Aprovechando la oportunidad, el Rey Grifo de Tormenta acortó la distancia.
Plegó sus alas como un ave rapaz de caza, y sus dos enormes garras de acero silbaron en el aire mientras rajaban brutalmente la espalda del Lagarto Gigante de Dos Cabezas.
¡CRAC!
Las garras de acero eran increíblemente afiladas y desgarraron sin esfuerzo la Armadura de Escamas y la carne del Lagarto Gigante, corroídas por el veneno, hundiéndose profundamente a ambos lados de su espina dorsal.

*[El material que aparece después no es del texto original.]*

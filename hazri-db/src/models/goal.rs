use crate::schema::attendance_goals;
use diesel::prelude::*;
use diesel::PgConnection;
use serde::{Deserialize, Serialize};

#[derive(Queryable, Debug, Serialize, Deserialize, AsChangeset, Clone, Identifiable)]
#[table_name = "attendance_goals"]
pub struct AttendanceGoal {
    pub id: i32,
    pub user_id: i32,
    pub institute_id: i32,
    pub target_percentage: f64,
    pub warning_threshold: f64,
    pub is_active: bool,
}

impl AttendanceGoal {
    pub fn active_for(uid: i32, iid: i32, conn: &PgConnection) -> QueryResult<Option<Self>> {
        attendance_goals::table
            .filter(attendance_goals::user_id.eq(uid))
            .filter(attendance_goals::institute_id.eq(iid))
            .filter(attendance_goals::is_active.eq(true))
            .first(conn)
            .optional()
    }

    /// Replace the active goal: prior rows are deactivated and the new pair
    /// inserted in one transaction, keeping at most one active row per
    /// (user, institute).
    pub fn set(
        uid: i32,
        iid: i32,
        target: f64,
        threshold: f64,
        conn: &PgConnection,
    ) -> QueryResult<Self> {
        conn.transaction(|| {
            diesel::update(
                attendance_goals::table
                    .filter(attendance_goals::user_id.eq(uid))
                    .filter(attendance_goals::institute_id.eq(iid))
                    .filter(attendance_goals::is_active.eq(true)),
            )
            .set(attendance_goals::is_active.eq(false))
            .execute(conn)?;

            NewAttendanceGoal {
                user_id: uid,
                institute_id: iid,
                target_percentage: target,
                warning_threshold: threshold,
            }
            .create(conn)
        })
    }
}

#[derive(Debug, Serialize, Deserialize, Insertable)]
#[table_name = "attendance_goals"]
pub struct NewAttendanceGoal {
    pub user_id: i32,
    pub institute_id: i32,
    pub target_percentage: f64,
    pub warning_threshold: f64,
}

impl NewAttendanceGoal {
    pub fn create(&self, conn: &PgConnection) -> QueryResult<AttendanceGoal> {
        diesel::insert_into(attendance_goals::table)
            .values(self)
            .get_result(conn)
    }
}
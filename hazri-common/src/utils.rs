//! Request-scoped identity. Handlers decode the bearer token once and pass
//! the claims down as explicit data; nothing below the HTTP layer reads
//! ambient session state.

use actix_web::HttpRequest;
use anyhow::Result;
use chrono::{Duration, Utc};
use jsonwebtoken::{decode, encode, DecodingKey, EncodingKey, Header, Validation};
use lazy_static::lazy_static;
use serde::{Deserialize, Serialize};
use strum_macros::{Display, EnumString};

lazy_static! {
    static ref JWT_SECRET: String =
        std::env::var("JWT_SECRET").unwrap_or_else(|_| "hazri-dev-secret".to_string());
}

const TOKEN_TTL_HOURS: i64 = 24;

#[derive(
    Debug, Clone, Copy, PartialEq, Eq, Serialize, Deserialize, Display, EnumString,
)]
#[strum(serialize_all = "snake_case")]
#[serde(rename_all = "snake_case")]
pub enum Role {
    Student,
    Teacher,
    Admin,
}

#[derive(Debug, Clone, Serialize, Deserialize)]
pub struct Claims {
    pub sub: i32,
    pub role: Role,
    pub exp: i64,
}

/// Mint a token for a user. The login service that authenticates
/// credentials and calls this lives outside this workspace; it is also what
/// operators use to issue tokens for manual testing.
pub fn create_token(user_id: i32, role: Role) -> Result<String> {
    let claims = Claims {
        sub: user_id,
        role,
        exp: (Utc::now() + Duration::hours(TOKEN_TTL_HOURS)).timestamp(),
    };
    let token = encode(
        &Header::default(),
        &claims,
        &EncodingKey::from_secret(JWT_SECRET.as_bytes()),
    )?;
    Ok(token)
}

pub fn decode_token(token: &str) -> Option<Claims> {
    decode::<Claims>(
        token,
        &DecodingKey::from_secret(JWT_SECRET.as_bytes()),
        &Validation::default(),
    )
    .map(|data| data.claims)
    .ok()
}

/// Claims from the `Authorization: Bearer` header, if present and valid.
pub fn get_claims(req: &HttpRequest) -> Option<Claims> {
    let header = req.headers().get("Authorization")?.to_str().ok()?;
    let token = header.strip_prefix("Bearer ")?;
    decode_token(token)
}
pub mod attendance;
pub mod enrollment;
pub mod goal;
pub mod institute;
pub mod subject;
pub mod warning;
use crate::schema::enrollments;
use diesel::dsl::count_star;
use diesel::prelude::*;
use diesel::PgConnection;
use serde::{Deserialize, Serialize};

/// Student/teacher/institute link gating whose attendance counts where.
#[derive(Queryable, Debug, Serialize, Deserialize, Clone, Identifiable, Associations)]
#[table_name = "enrollments"]
pub struct Enrollment {
    pub id: i32,
    pub student_id: i32,
    pub teacher_id: i32,
    pub institute_id: i32,
    pub is_active: bool,
}

impl Enrollment {
    pub fn is_enrolled(student: i32, institute: i32, conn: &PgConnection) -> QueryResult<bool> {
        let n: i64 = enrollments::table
            .filter(enrollments::student_id.eq(student))
            .filter(enrollments::institute_id.eq(institute))
            .filter(enrollments::is_active.eq(true))
            .select(count_star())
            .first(conn)?;
        Ok(n > 0)
    }
}

#[derive(Debug, Serialize, Deserialize, Insertable)]
#[table_name = "enrollments"]
pub struct NewEnrollment {
    pub student_id: i32,
    pub teacher_id: i32,
    pub institute_id: i32,
}

impl NewEnrollment {
    pub fn create(&self, conn: &PgConnection) -> QueryResult<Enrollment> {
        diesel::insert_into(enrollments::table)
            .values(self)
            .get_result(conn)
    }
}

El Lagarto Gigante de Dos Cabezas soltó un chillido aún más agudo, y su cuerpo masivo se sacudió salvajemente mientras intentaba liberarse del agarre mortal.
¡Pero el Poder del Rey Grifo de Tormenta era inmenso!
Sus garras se mantuvieron firmes mientras sus alas gigantes batían violentamente una vez más.
Un potente vendaval brotó de debajo de sus alas.
El Poder de la Magia de Viento fluyó a través de ellas, ¡y arrancó a la fuerza del suelo el enorme cuerpo de siete a ocho metros de largo del Lagarto Gigante de Dos Cabezas!
—¡ROAR!
¡ROAR!
El Lagarto Gigante de Dos Cabezas agitaba salvajemente sus dos cabezas en el aire, intentando escupir Veneno o morder, pero el agarre del Rey Grifo de Tormenta era férreo mientras continuaba ascendiendo cada vez más alto.